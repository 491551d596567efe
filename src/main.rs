//! Blocklist mirror - CrowdSec decisions served as local blocklists

use std::process::ExitCode;
use std::sync::Arc;
use std::time::Duration;

use clap::Parser;
use tracing::{error, info};

use blocklist_mirror::{
    bouncer,
    cli::{Cli, Command},
    config::Config,
    lapi::{HealthProbe, wait_until_ready},
    setup_tracing,
};

#[tokio::main]
async fn main() -> ExitCode {
    let cli = Cli::parse();

    if let Err(e) = setup_tracing(&cli.log_level, cli.log_format.as_deref()) {
        eprintln!("Failed to setup tracing: {e}");
        return ExitCode::FAILURE;
    }

    if rustls::crypto::aws_lc_rs::default_provider()
        .install_default()
        .is_err()
    {
        tracing::debug!("A rustls crypto provider was already installed");
    }

    let config = match Config::load(cli.config.as_deref()) {
        Ok(config) => config,
        Err(e) => {
            error!("process terminated with error: {e}");
            return ExitCode::FAILURE;
        }
    };

    match cli.command {
        Some(Command::CheckConfig) => run_check_config(&config),
        Some(Command::Health { timeout, interval }) => {
            run_health(&config, timeout, interval).await
        }
        Some(Command::Serve) | None => run_server(config).await,
    }
}

/// Print the effective configuration with secrets masked
fn run_check_config(config: &Config) -> ExitCode {
    match serde_yaml::to_string(&config.redacted()) {
        Ok(yaml) => {
            println!("{yaml}");
            ExitCode::SUCCESS
        }
        Err(e) => {
            eprintln!("Failed to render configuration: {e}");
            ExitCode::FAILURE
        }
    }
}

/// Wait for the authority's /health
async fn run_health(config: &Config, timeout: Duration, interval: Duration) -> ExitCode {
    let connected = match bouncer::connect(config) {
        Ok(connected) => connected,
        Err(e) => {
            error!("process terminated with error: {e}");
            return ExitCode::FAILURE;
        }
    };
    let probe: Arc<dyn HealthProbe> = match connected.client.health_probe() {
        Ok(probe) => Arc::new(probe),
        Err(e) => {
            error!("process terminated with error: {e}");
            return ExitCode::FAILURE;
        }
    };

    match wait_until_ready(probe, interval, timeout).await {
        Ok(ready) => {
            println!("ready (HTTP {}, {} ms)", ready.status, ready.latency_ms);
            ExitCode::SUCCESS
        }
        Err(e) => {
            error!("process terminated with error: {e}");
            ExitCode::FAILURE
        }
    }
}

async fn run_server(config: Config) -> ExitCode {
    info!(
        version = env!("CARGO_PKG_VERSION"),
        lapi_url = %config.crowdsec_config.lapi_url,
        blocklists = config.blocklists.len(),
        "Starting blocklist mirror"
    );

    match bouncer::start(Arc::new(config)).await {
        Ok(running) => {
            running.run_until_signal().await;
            ExitCode::SUCCESS
        }
        Err(e) => {
            error!("process terminated with error: {e}");
            ExitCode::FAILURE
        }
    }
}
//! services/api/src/web/embed_gate.rs
//!
//! The embedding gate: the app is meant to be reached through the school
//! member portal (an iframe), so direct top-level visits are answered with a
//! static blocked panel. Loopback hosts are allowed for development.
//!
//! This is an access hint, not a security boundary: fetch metadata and the
//! Host header are client-controlled and the design makes no stronger claim.

use axum::{
    extract::Request,
    http::{header, StatusCode},
    middleware::Next,
    response::{Html, IntoResponse, Response},
};

/// The static panel served instead of the application when access is denied.
const BLOCKED_PAGE: &str = include_str!("../../assets/blocked.html");

/// The gate decision. Allowed when the browsing context is embedded within
/// another page, or when the host is a loopback/development host.
pub fn is_access_allowed(embedded: bool, hostname: &str) -> bool {
    embedded || hostname.contains("localhost") || hostname.contains("127.0.0.1")
}

/// Middleware evaluating the gate for each request.
///
/// "Embedded" is derived from the fetch metadata: an iframe navigation
/// carries `Sec-Fetch-Dest: iframe`, while a `fetch()` issued by the
/// already-served page carries `Sec-Fetch-Dest: empty` with
/// `Sec-Fetch-Site: same-origin` — both count as the embedded context. The
/// hostname comes from the `Host` header with the port stripped.
pub async fn require_embedding(req: Request, next: Next) -> Response {
    let allowed = {
        let fetch_header = |name: &str| {
            req.headers()
                .get(name)
                .and_then(|v| v.to_str().ok())
                .unwrap_or("")
                .to_ascii_lowercase()
        };
        let embedded = fetch_header("sec-fetch-dest") == "iframe"
            || fetch_header("sec-fetch-site") == "same-origin";
        let hostname = req
            .headers()
            .get(header::HOST)
            .and_then(|v| v.to_str().ok())
            .map(strip_port)
            .unwrap_or("");
        is_access_allowed(embedded, hostname)
    };

    if allowed {
        next.run(req).await
    } else {
        (StatusCode::FORBIDDEN, Html(BLOCKED_PAGE)).into_response()
    }
}

fn strip_port(host: &str) -> &str {
    host.split(':').next().unwrap_or(host)
}

#[cfg(test)]
mod tests {
    use super::*;

    #[test]
    fn denied_only_when_top_level_and_not_loopback() {
        assert!(!is_access_allowed(false, "ppm.sekolah.id"));
    }

    #[test]
    fn embedded_context_is_always_allowed() {
        assert!(is_access_allowed(true, "ppm.sekolah.id"));
        assert!(is_access_allowed(true, "localhost"));
    }

    #[test]
    fn loopback_hosts_are_allowed_even_top_level() {
        assert!(is_access_allowed(false, "localhost"));
        assert!(is_access_allowed(false, "127.0.0.1"));
    }

    #[test]
    fn host_port_does_not_affect_the_decision() {
        assert_eq!(strip_port("127.0.0.1:3000"), "127.0.0.1");
        assert_eq!(strip_port("ppm.sekolah.id"), "ppm.sekolah.id");
    }
}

--*--

** Problem description **
Only the lines from the one containing "run_health(&config, timeout, interval).await" through the one containing "match wait_until_ready(probe, interval, timeout).await" are to be retyped, both boundary lines included, with no other material.

** Result below **
            run_health(&config, timeout, interval).await
        }
        Some(Command::Serve) | None => run_server(config).await,
    }
}

/// Print the effective configuration with secrets masked
fn run_check_config(config: &Config) -> ExitCode {
    match serde_yaml::to_string(&config.redacted()) {
        Ok(yaml) => {
            println!("{yaml}");
            ExitCode::SUCCESS
        }
        Err(e) => {
            eprintln!("Failed to render configuration: {e}");
            ExitCode::FAILURE
        }
    }
}

/// Wait for the authority's /health
async fn run_health(config: &Config, timeout: Duration, interval: Duration) -> ExitCode {
    let connected = match bouncer::connect(config) {
        Ok(connected) => connected,
        Err(e) => {
            error!("process terminated with error: {e}");
            return ExitCode::FAILURE;
        }
    };
    let probe: Arc<dyn HealthProbe> = match connected.client.health_probe() {
        Ok(probe) => Arc::new(probe),
        Err(e) => {
            error!("process terminated with error: {e}");
            return ExitCode::FAILURE;
        }
    };

    match wait_until_ready(probe, interval, timeout).await {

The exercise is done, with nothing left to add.